SSW = 8 + 8 + 8 = 24

9

Mean Squares and F-Statistic

Using the results from Problem 8:

SSB = 56, SSW = 24, k = 3, N = 9

a) Calculate MSB and MSW

b) Calculate the F-statistic

c) If the critical value at α = 0.05 is F_crit = 5.14, what is your decision?

Solution:

a) Calculate mean squares:

First find degrees of freedom:

df_between = k - 1 = 3 - 1 = 2

df_within = N - k = 9 - 3 = 6

Then calculate MS:

MSB = SSB / df_between = 56 / 2 = 28

MSW = SSW / df_within = 24 / 6 = 4

b) Calculate F:

F = MSB / MSW = 28 / 4 = 7.00

c) Decision:

F = 7.00 > F_crit = 5.14 → Reject H₀

Conclusion: At the 0.05 significance level, there is sufficient evidence to conclude that at least one group mean is different from the others.

10

Relationship Between SS, MS, and df

An ANOVA has SSB = 180, MSW = 5, df_between = 3, and df_total = 39.

a) Find MSB

b) Find df_within and N

c) Find SSW

d) Find SST and verify SST = SSB + SSW

Solution:

a) Find MSB:

MSB = SSB / df_between = 180 / 3 = 60

b) Find df_within and N:

df_within = df_total - df_between = 39 - 3 = 36

df_total = N - 1 39 = N - 1 N = 40

c) Find SSW:

MSW = SSW / df_within 5 = SSW / 36 SSW = 5 × 36 = 180

d) Find SST and verify:

SST = SSB + SSW = 180 + 180 = 360

Verification (alternatively: SST = MST × df_total, but MST isn't typically calculated)

11

Tukey's HSD Calculation

Given: k = 3 groups, n = 6 per group, MSW = 8, q = 3.67 (from table)
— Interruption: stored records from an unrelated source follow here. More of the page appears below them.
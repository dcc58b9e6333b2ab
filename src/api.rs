//! axum surface: JSON auth endpoints, the federated redirect flow, and the per-tenant SSE stream.

pub mod auth;
pub mod events;
pub mod federated;

// crates.io
use axum::{
	Json, Router,
	http::{HeaderMap, StatusCode, header},
	response::{IntoResponse, Response},
	routing::{get, post},
};
// self
use crate::{
	_prelude::*,
	auth::Principal,
	flows::{Authority, SessionGrant},
};

/// Shared handler state.
#[derive(Clone, Debug)]
pub struct AppState {
	/// Flow facade.
	pub authority: Authority,
}
impl AppState {
	/// Wraps an authority.
	pub fn new(authority: Authority) -> Self {
		Self { authority }
	}
}

/// Builds the router with every endpoint mounted.
pub fn router(state: AppState) -> Router {
	Router::new()
		.route("/auth/register", post(auth::register))
		.route("/auth/login", post(auth::login))
		.route("/auth/refresh-token", post(auth::refresh_token))
		.route("/auth/logout", post(auth::logout))
		.route("/auth/validate", get(auth::validate))
		.route("/auth/federated/start", get(federated::start))
		.route("/auth/federated/callback", get(federated::callback))
		.route("/auth/federated/verify-token", post(federated::verify_token))
		.route("/events/:tenant_id", get(events::subscribe))
		.route("/health", get(health))
		.with_state(state)
}

/// Body returned by every endpoint that signs a principal in.
#[derive(Debug, Serialize)]
#[serde(rename_all = "camelCase")]
pub struct SessionBody {
	/// Signed-in principal.
	pub principal: Principal,
	/// New access token.
	pub access_token: String,
	/// New refresh credential.
	pub refresh_token: String,
}
impl From<SessionGrant> for SessionBody {
	fn from(grant: SessionGrant) -> Self {
		Self {
			principal: grant.principal,
			access_token: grant.tokens.access_token.expose().to_owned(),
			refresh_token: grant.tokens.refresh_token.expose().to_owned(),
		}
	}
}

#[derive(Debug, Serialize)]
struct MessageBody {
	message: String,
}

impl IntoResponse for Error {
	fn into_response(self) -> Response {
		let status =
			StatusCode::from_u16(self.status()).unwrap_or(StatusCode::INTERNAL_SERVER_ERROR);
		let message = if self.is_internal() {
			tracing::error!(error = %self, "request failed");

			"Internal server error.".to_owned()
		} else {
			self.to_string()
		};

		(status, Json(MessageBody { message })).into_response()
	}
}

async fn health() -> Json<serde_json::Value> {
	Json(serde_json::json!({ "status": "ok" }))
}

/// Extracts the token from an `Authorization: Bearer …` header.
pub fn bearer_token(headers: &HeaderMap) -> Option<&str> {
	let value = headers.get(header::AUTHORIZATION)?.to_str().ok()?;
	let (scheme, token) = value.split_once(' ')?;
	let token = token.trim();

	(scheme.eq_ignore_ascii_case("bearer") && !token.is_empty()).then_some(token)
}

#[cfg(test)]
mod tests {
	// crates.io
	use axum::http::HeaderValue;
	// self
	use super::*;
	use crate::error::{AuthenticationError, ConfigError};

	#[test]
	fn bearer_parsing_accepts_only_the_bearer_scheme() {
		let mut headers = HeaderMap::new();

		assert_eq!(bearer_token(&headers), None);

		headers.insert(header::AUTHORIZATION, HeaderValue::from_static("bearer abc.def"));

		assert_eq!(bearer_token(&headers), Some("abc.def"));

		headers.insert(header::AUTHORIZATION, HeaderValue::from_static("Basic dXNlcg=="));

		assert_eq!(bearer_token(&headers), None);

		headers.insert(header::AUTHORIZATION, HeaderValue::from_static("Bearer "));

		assert_eq!(bearer_token(&headers), None);
	}

	#[test]
	fn internal_errors_hide_their_details() {
		let response = Error::from(ConfigError::MissingSecret { name: "JWT_ACCESS_SECRET" })
			.into_response();

		assert_eq!(response.status(), StatusCode::INTERNAL_SERVER_ERROR);

		let response = Error::from(AuthenticationError::TenantMismatch).into_response();

		assert_eq!(response.status(), StatusCode::FORBIDDEN);
	}
}
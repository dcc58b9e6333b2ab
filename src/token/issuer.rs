//! Token pair minting.

// crates.io
use jsonwebtoken::{EncodingKey, Header};
use uuid::Uuid;
// self
use crate::{
	_prelude::*,
	auth::{PrincipalId, RefreshCredential, TokenPair, TokenSecret},
	config::{self, AuthConfig},
	error::ConfigError,
	token::{AccessClaims, RefreshClaims},
};

/// A freshly minted pair plus the row that must be persisted for it.
#[derive(Clone, Debug)]
pub struct MintedPair {
	/// Tokens handed to the client.
	pub pair: TokenPair,
	/// Credential row backing `pair.refresh_token`.
	pub credential: RefreshCredential,
}

/// Signs access tokens and refresh credentials. Holds no store; persistence is the caller's job.
#[derive(Clone)]
pub struct TokenIssuer {
	access_key: EncodingKey,
	refresh_key: EncodingKey,
	access_ttl: Duration,
	refresh_ttl: Duration,
}
impl TokenIssuer {
	/// Builds an issuer, failing fast when either secret is empty or a lifetime is out of range.
	pub fn new(config: &AuthConfig) -> Result<Self, ConfigError> {
		let (access, refresh) = config.signing_secrets()?;

		Ok(Self {
			access_key: EncodingKey::from_secret(access.as_bytes()),
			refresh_key: EncodingKey::from_secret(refresh.as_bytes()),
			access_ttl: config::check_ttl("ACCESS_TOKEN_TTL_SECS", config.access_ttl)?,
			refresh_ttl: config::check_ttl("REFRESH_TOKEN_TTL_SECS", config.refresh_ttl)?,
		})
	}

	/// Mints a new access token and refresh credential for `principal`.
	pub fn mint(
		&self,
		principal: PrincipalId,
		now: OffsetDateTime,
	) -> Result<MintedPair, ConfigError> {
		let access_expires_at = expiry("ACCESS_TOKEN_TTL_SECS", now, self.access_ttl)?;
		let refresh_expires_at = expiry("REFRESH_TOKEN_TTL_SECS", now, self.refresh_ttl)?;
		let access_claims = AccessClaims {
			sub: principal,
			iat: now.unix_timestamp(),
			exp: access_expires_at.unix_timestamp(),
			jti: Uuid::new_v4().to_string(),
		};
		let refresh_claims = RefreshClaims {
			sub: principal,
			nonce: Uuid::new_v4().to_string(),
			iat: now.unix_timestamp(),
			exp: refresh_expires_at.unix_timestamp(),
		};
		let access_token = TokenSecret::new(sign(&access_claims, &self.access_key)?);
		let refresh_token = TokenSecret::new(sign(&refresh_claims, &self.refresh_key)?);
		let credential =
			RefreshCredential::new(principal, refresh_token.clone(), now, refresh_expires_at);

		Ok(MintedPair {
			pair: TokenPair { access_token, refresh_token, access_expires_at, refresh_expires_at },
			credential,
		})
	}
}
impl Debug for TokenIssuer {
	fn fmt(&self, f: &mut Formatter) -> FmtResult {
		f.debug_struct("TokenIssuer")
			.field("access_ttl", &self.access_ttl)
			.field("refresh_ttl", &self.refresh_ttl)
			.finish_non_exhaustive()
	}
}

fn expiry(
	name: &'static str,
	now: OffsetDateTime,
	ttl: Duration,
) -> Result<OffsetDateTime, ConfigError> {
	now.checked_add(ttl).ok_or_else(|| ConfigError::InvalidValue {
		name,
		reason: "lifetime overflows the clock".into(),
	})
}

fn sign<T>(claims: &T, key: &EncodingKey) -> Result<String, ConfigError>
where
	T: Serialize,
{
	jsonwebtoken::encode(&Header::default(), claims, key)
		.map_err(|source| ConfigError::Signing { source })
}
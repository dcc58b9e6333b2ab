//! Stored refresh-credential rows and their lifecycle.

// self
use crate::{
	_prelude::*,
	auth::{PrincipalId, TokenSecret},
	token::RefreshRejection,
};

/// Lifecycle status of a refresh credential at a given instant.
#[derive(Clone, Copy, Debug, PartialEq, Eq, Serialize, Deserialize)]
pub enum CredentialStatus {
	/// Usable for rotation.
	Active,
	/// Past its absolute expiry.
	Expired,
	/// Explicitly revoked.
	Revoked,
}

/// One long-lived session renewal capability; at most one exists per principal.
#[derive(Clone, Serialize, Deserialize)]
pub struct RefreshCredential {
	/// Owning principal.
	pub principal: PrincipalId,
	/// Signed token value presented by clients.
	pub token: TokenSecret,
	/// Issue instant.
	pub issued_at: OffsetDateTime,
	/// Absolute expiry instant.
	pub expires_at: OffsetDateTime,
	/// Revocation instant, if revoked.
	pub revoked_at: Option<OffsetDateTime>,
}
impl RefreshCredential {
	/// Creates an active credential.
	pub fn new(
		principal: PrincipalId,
		token: TokenSecret,
		issued_at: OffsetDateTime,
		expires_at: OffsetDateTime,
	) -> Self {
		Self { principal, token, issued_at, expires_at, revoked_at: None }
	}

	/// Computes the lifecycle status at a given instant.
	pub fn status_at(&self, instant: OffsetDateTime) -> CredentialStatus {
		if self.revoked_at.is_some() {
			return CredentialStatus::Revoked;
		}
		if instant >= self.expires_at {
			return CredentialStatus::Expired;
		}

		CredentialStatus::Active
	}

	/// Maps the status at `instant` onto a refresh rejection.
	pub fn check_at(&self, instant: OffsetDateTime) -> Result<(), RefreshRejection> {
		match self.status_at(instant) {
			CredentialStatus::Active => Ok(()),
			CredentialStatus::Expired => Err(RefreshRejection::Expired),
			CredentialStatus::Revoked => Err(RefreshRejection::Revoked),
		}
	}

	/// Returns `true` if the token value equals `presented`.
	pub fn matches(&self, presented: &str) -> bool {
		self.token.expose() == presented
	}

	/// Marks the credential as revoked.
	pub fn revoke(&mut self, instant: OffsetDateTime) {
		self.revoked_at = Some(instant);
	}
}
impl Debug for RefreshCredential {
	fn fmt(&self, f: &mut Formatter) -> FmtResult {
		f.debug_struct("RefreshCredential")
			.field("principal", &self.principal)
			.field("token", &self.token.fingerprint())
			.field("issued_at", &self.issued_at)
			.field("expires_at", &self.expires_at)
			.field("revoked_at", &self.revoked_at)
			.finish()
	}
}
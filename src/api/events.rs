//! Server-sent event stream of a tenant channel.

// crates.io
use axum::{
	extract::{Path, State},
	http::HeaderMap,
	response::sse::{Event, KeepAlive, Sse},
};
use futures::Stream;
use tokio_stream::{StreamExt, wrappers::BroadcastStream};
// self
use crate::{
	_prelude::*,
	api::{AppState, bearer_token},
	auth::TenantId,
	broadcast::SessionEvent,
	error::AuthenticationError,
};

/// `GET /events/:tenant_id`: streams the caller's own `token-refresh` events.
///
/// The bearer principal must belong to the tenant. Events for other principals of the tenant
/// are filtered out; missed events are never replayed.
pub async fn subscribe(
	State(state): State<AppState>,
	Path(tenant): Path<u64>,
	headers: HeaderMap,
) -> Result<Sse<impl Stream<Item = Result<Event, axum::Error>>>> {
	let tenant = TenantId::new(tenant);
	let token = bearer_token(&headers).ok_or(AuthenticationError::MissingBearer)?;
	let principal = state.authority.authenticate(token).await?;

	if !principal.belongs_to(tenant) {
		tracing::warn!(principal = %principal.id, %tenant, "event subscription outside tenant");

		return Err(AuthenticationError::TenantMismatch.into());
	}

	let receiver = state.authority.broadcaster.subscribe(tenant);
	let principal_id = principal.id;
	let stream = BroadcastStream::new(receiver).filter_map(move |item| match item {
		Ok(event) if event.principal_id() == principal_id => Some(to_sse(&event)),
		Ok(_) => None,
		Err(e) => {
			tracing::debug!(error = %e, "event stream lagged; skipping missed events");

			None
		},
	});

	tracing::debug!(principal = %principal_id, %tenant, "event stream opened");

	Ok(Sse::new(stream).keep_alive(KeepAlive::default()))
}

fn to_sse(event: &SessionEvent) -> Result<Event, axum::Error> {
	let builder = Event::default().event(event.name());

	match event {
		SessionEvent::TokenRefresh(payload) => builder.json_data(payload),
	}
}
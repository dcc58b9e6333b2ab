//! Credential revocation and logout.

// self
use crate::{
	_prelude::*,
	auth::PrincipalId,
	flows::Authority,
	obs::{self, FlowKind},
};

impl Authority {
	/// Deletes the credential row matching `refresh_token`. Absence is not an error.
	pub async fn revoke(&self, refresh_token: &str) -> Result<bool> {
		Ok(self.store.delete_credential(refresh_token).await?)
	}

	/// Deletes whatever credential row `principal` holds.
	pub async fn revoke_for_principal(&self, principal: PrincipalId) -> Result<bool> {
		Ok(self.store.delete_credential_for(principal).await?)
	}

	/// Best-effort logout.
	///
	/// A presented refresh credential is revoked by value; otherwise a valid bearer token revokes
	/// its principal's credential. Failures are logged and never surfaced, and the return value
	/// only reports whether a row was removed.
	pub async fn logout(&self, access_token: Option<&str>, refresh_token: Option<&str>) -> bool {
		let result = obs::observe(FlowKind::Revocation, "logout", async move {
			if let Some(token) = refresh_token.filter(|token| !token.is_empty()) {
				return self.revoke(token).await;
			}

			match access_token.map(|token| self.validator.validate_access(token)) {
				Some(Ok(claims)) => self.revoke_for_principal(claims.sub).await,
				_ => Ok(false),
			}
		})
		.await;

		match result {
			Ok(revoked) => revoked,
			Err(e) => {
				tracing::warn!(error = %e, "logout revocation failed");

				false
			},
		}
	}
}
Group means: x̄₁ = 45, x̄₂ = 50, x̄₃ = 53

a) Calculate Tukey's HSD

b) Determine which pairs of groups differ significantly

Solution:

a) Calculate HSD:

HSD = q × √(MSW / n)

HSD = 3.67 × √(8 / 6)

HSD = 3.67 × √1.333

HSD = 3.67 × 1.155 = 4.24

b) Compare all pairs:

Comparison	\|Difference\|	vs HSD = 4.24	Significant?
Group 1 vs 2	\|45 - 50\| = 5	5 > 4.24	Yes
Group 1 vs 3	\|45 - 53\| = 8	8 > 4.24	Yes
Group 2 vs 3	\|50 - 53\| = 3	3 < 4.24	No

Conclusion: Group 1 differs significantly from both Groups 2 and 3, but Groups 2 and 3 do not differ significantly from each other.

12

Bonferroni Correction

A researcher is comparing mean reaction times across 5 different conditions using α = 0.05.

a) How many pairwise comparisons are there?

b) What is the Bonferroni-adjusted α for each comparison?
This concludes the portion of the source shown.